In the entries below, find each line with the word "await" and pull it out.

• Stored data:

--*--

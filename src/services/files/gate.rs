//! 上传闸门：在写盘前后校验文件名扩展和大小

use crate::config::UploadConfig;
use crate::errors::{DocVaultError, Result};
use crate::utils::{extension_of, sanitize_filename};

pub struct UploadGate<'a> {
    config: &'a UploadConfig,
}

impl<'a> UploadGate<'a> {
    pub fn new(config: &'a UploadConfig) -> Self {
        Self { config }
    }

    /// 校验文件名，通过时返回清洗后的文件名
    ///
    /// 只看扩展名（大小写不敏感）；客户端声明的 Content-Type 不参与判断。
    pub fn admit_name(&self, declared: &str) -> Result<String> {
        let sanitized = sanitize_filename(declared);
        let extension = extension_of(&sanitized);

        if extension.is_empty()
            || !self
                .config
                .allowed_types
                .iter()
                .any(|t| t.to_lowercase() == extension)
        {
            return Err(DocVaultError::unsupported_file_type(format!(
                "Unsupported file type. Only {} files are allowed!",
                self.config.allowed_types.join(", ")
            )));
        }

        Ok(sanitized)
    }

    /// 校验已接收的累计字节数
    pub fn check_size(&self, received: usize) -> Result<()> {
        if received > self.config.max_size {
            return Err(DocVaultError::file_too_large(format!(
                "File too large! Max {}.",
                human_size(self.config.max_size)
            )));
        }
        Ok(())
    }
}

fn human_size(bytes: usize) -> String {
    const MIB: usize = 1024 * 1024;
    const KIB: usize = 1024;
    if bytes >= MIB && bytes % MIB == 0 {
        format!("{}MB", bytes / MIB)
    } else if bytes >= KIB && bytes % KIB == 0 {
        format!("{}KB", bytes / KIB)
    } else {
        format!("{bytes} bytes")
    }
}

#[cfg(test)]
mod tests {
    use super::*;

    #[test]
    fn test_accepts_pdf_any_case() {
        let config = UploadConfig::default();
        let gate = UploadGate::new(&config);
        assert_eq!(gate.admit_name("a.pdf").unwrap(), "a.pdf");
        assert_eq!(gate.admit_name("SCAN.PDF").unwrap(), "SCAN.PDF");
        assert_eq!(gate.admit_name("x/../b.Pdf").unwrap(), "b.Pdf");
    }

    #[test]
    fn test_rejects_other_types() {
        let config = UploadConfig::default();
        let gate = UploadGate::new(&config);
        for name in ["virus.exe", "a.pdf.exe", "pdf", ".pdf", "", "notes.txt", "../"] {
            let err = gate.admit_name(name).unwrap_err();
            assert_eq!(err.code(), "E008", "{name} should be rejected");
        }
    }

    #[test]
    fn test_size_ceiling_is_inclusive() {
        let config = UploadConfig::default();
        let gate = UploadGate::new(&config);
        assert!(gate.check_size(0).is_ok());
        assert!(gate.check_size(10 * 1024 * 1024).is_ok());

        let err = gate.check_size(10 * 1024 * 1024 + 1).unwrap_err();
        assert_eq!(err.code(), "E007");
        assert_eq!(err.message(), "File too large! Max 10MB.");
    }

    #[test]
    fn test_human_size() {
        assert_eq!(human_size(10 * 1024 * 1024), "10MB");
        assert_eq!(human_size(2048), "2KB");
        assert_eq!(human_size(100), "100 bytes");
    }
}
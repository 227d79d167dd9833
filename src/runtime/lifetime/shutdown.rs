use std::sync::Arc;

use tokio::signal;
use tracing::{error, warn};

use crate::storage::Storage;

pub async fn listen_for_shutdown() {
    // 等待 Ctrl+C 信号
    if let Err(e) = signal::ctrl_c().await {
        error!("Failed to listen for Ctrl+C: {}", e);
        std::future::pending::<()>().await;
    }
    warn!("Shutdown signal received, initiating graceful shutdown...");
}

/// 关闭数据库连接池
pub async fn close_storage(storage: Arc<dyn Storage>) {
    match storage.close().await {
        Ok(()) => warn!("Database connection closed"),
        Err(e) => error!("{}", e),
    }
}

--*--

• Problem solution:
    if let Err(e) = signal::ctrl_c().await {
        std::future::pending::<()>().await;
    match storage.close().await {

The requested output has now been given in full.